Withdrew: Former world champion Mark Cavendish of Britain, from cycling's world championship in Richmond, Va. He suffered a shoulder injury during the Tour of Britain.
Won tri title thrice: Spain's Javier Gomez, who took his third straight men's world triathlon championship by finishing second in the ITU World Triathlon Series finale in Chicago.
Day builds on his lead with a 69
Jason Day shot a 2-under 69 at the PGA Tour's BMW Championship in Lake Forest, Ill., good enough to take a six-stroke lead into the final round.
Instead of running away from the field, as he had in the first two rounds after shooting 61 and 63, Day spent most of Saturday running in place. He made his first bogey in 20 holes at the sixth, then piled on three more, offsetting a half-dozen birdies.
U.S. leads in Davis Cup playoff
Steve Johnson and Sam Querrey won in doubles, lifting the United States to a 2-1 lead over host Uzbekistan in Tashkent and to the brink of victory in a Davis Cup World Group playoff.
One win from Sunday's reverse singles will ensure the U.S. extends its 26-year stay in the top-tier World Group.

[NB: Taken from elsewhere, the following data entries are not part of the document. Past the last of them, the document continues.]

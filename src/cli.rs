use clap::{Parser, Subcommand};
use std::path::PathBuf;

use macro_watch::application::dto::RenderFormat;
use macro_watch::config::{ServeOverrides, ShowOverrides, StoreKind};

/// Serve and render the latest macro stress snapshot
#[derive(Parser, Debug)]
#[command(name = "macro-watch")]
#[command(version)]
#[command(about = "Serve and render the latest macro stress snapshot", long_about = None)]
pub struct Args {
    #[command(subcommand)]
    pub command: Command,
}

#[derive(Subcommand, Debug)]
pub enum Command {
    /// Serve the status endpoint and the dashboard page
    Serve(ServeArgs),
    /// Fetch the status endpoint once and render the dashboard
    Show(ShowArgs),
}

#[derive(clap::Args, Debug)]
pub struct ServeArgs {
    /// Path to a config file (defaults to ./macro-watch.config.yml when present)
    #[arg(short, long, value_name = "FILE")]
    pub config: Option<PathBuf>,

    /// Address to listen on, e.g. 127.0.0.1:3000
    #[arg(short, long, value_name = "ADDR")]
    pub bind: Option<String>,

    /// Snapshot store: rest or memory
    #[arg(long, value_name = "KIND")]
    pub store: Option<StoreKind>,

    /// JSON snapshot loaded into the memory store under macro:latest
    #[arg(long, value_name = "FILE")]
    pub seed: Option<PathBuf>,

    /// Status URL the dashboard page reads instead of the local store
    #[arg(long, value_name = "URL")]
    pub status_url: Option<String>,
}

#[derive(clap::Args, Debug)]
pub struct ShowArgs {
    /// Path to a config file (defaults to ./macro-watch.config.yml when present)
    #[arg(short, long, value_name = "FILE")]
    pub config: Option<PathBuf>,

    /// Status endpoint to read
    #[arg(short, long, value_name = "URL")]
    pub url: Option<String>,

    /// Output format: terminal or html
    #[arg(short, long, default_value = "terminal")]
    pub format: RenderFormat,

    /// Output file path (if not specified, outputs to stdout)
    #[arg(short, long, value_name = "FILE")]
    pub output: Option<PathBuf>,

    /// Disable ANSI colours in terminal output
    #[arg(long)]
    pub no_color: bool,

    /// Exit with code 1 when the breach count reaches this value
    #[arg(long, value_name = "N")]
    pub alert_threshold: Option<u64>,

    /// Request timeout in seconds (no timeout by default)
    #[arg(long, value_name = "SECS")]
    pub timeout: Option<u64>,
}

impl Args {
    pub fn parse_args() -> Self {
        Self::parse()
    }
}

impl From<&ServeArgs> for ServeOverrides {
    fn from(args: &ServeArgs) -> Self {
        Self {
            bind: args.bind.clone(),
            store: args.store,
            seed: args.seed.clone(),
            status_url: args.status_url.clone(),
        }
    }
}

impl From<&ShowArgs> for ShowOverrides {
    fn from(args: &ShowArgs) -> Self {
        Self {
            url: args.url.clone(),
            timeout_secs: args.timeout,
            alert_threshold: args.alert_threshold,
        }
    }
}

In a Davis Cup semifinal, Andy Murray and his brother Jamie led Britain to a five-set victory against Lleyton Hewitt and Sam Groth of Australia to seize a 2-1 lead in Glasgow. Argentina took a doubles victory and a 2-1 lead over Belgium in Brussels.
Son tells of Starr's close call
Green Bay Packers legendary quarterback Bart Starr nearly died a few weeks ago, his son revealed.
Bart Starr Jr. told WBAY-TV in Green Bay that his father developed an infection that put him in the hospital and almost killed him. But he said his father is recovering and "battling real hard to make it back to Green Bay" for the Thanksgiving Day game. He said his father is sorry to miss Sunday's game with his Super Bowl I teammates.
Starr suffered from a series of health complications last year, including multiple strokes.
AROUND THE HORN
Horse racing: Frosted rallied from fifth place under jockey Joel Rosario and won the $1 million Pennsylvania Derby by two lengths over Iron Fist in Bensalem, Pa. Frosted, likely headed next to the Breeders' Cup Classic on Oct. 31 to take on Triple Crown winner American Pharoah, won for the fourth time in 12 starts. I'm a Chatterbox won the $1 million Cotillion for 3-year-old fillies and is headed next to the Breeders' Cup Distaff.
Auto racing: Kyle Busch won the NASCAR Xfinity Series race at Chicagoland Speedway, racing past Joe Gibbs Racing teammate Matt Kenseth with two laps left.
Soccer: The Columbus Crew beat host D.C. United 2-1 to clinch an MLS playoff berth.
4Forbes' list of the world's highest-paid athletes includes fewer Americans this year. Four of the top five spots are held by non-Americans, led by soccer player Cristiano Ronaldo ($79.6 million). Twenty years ago, only eight of the top 40 weren't American.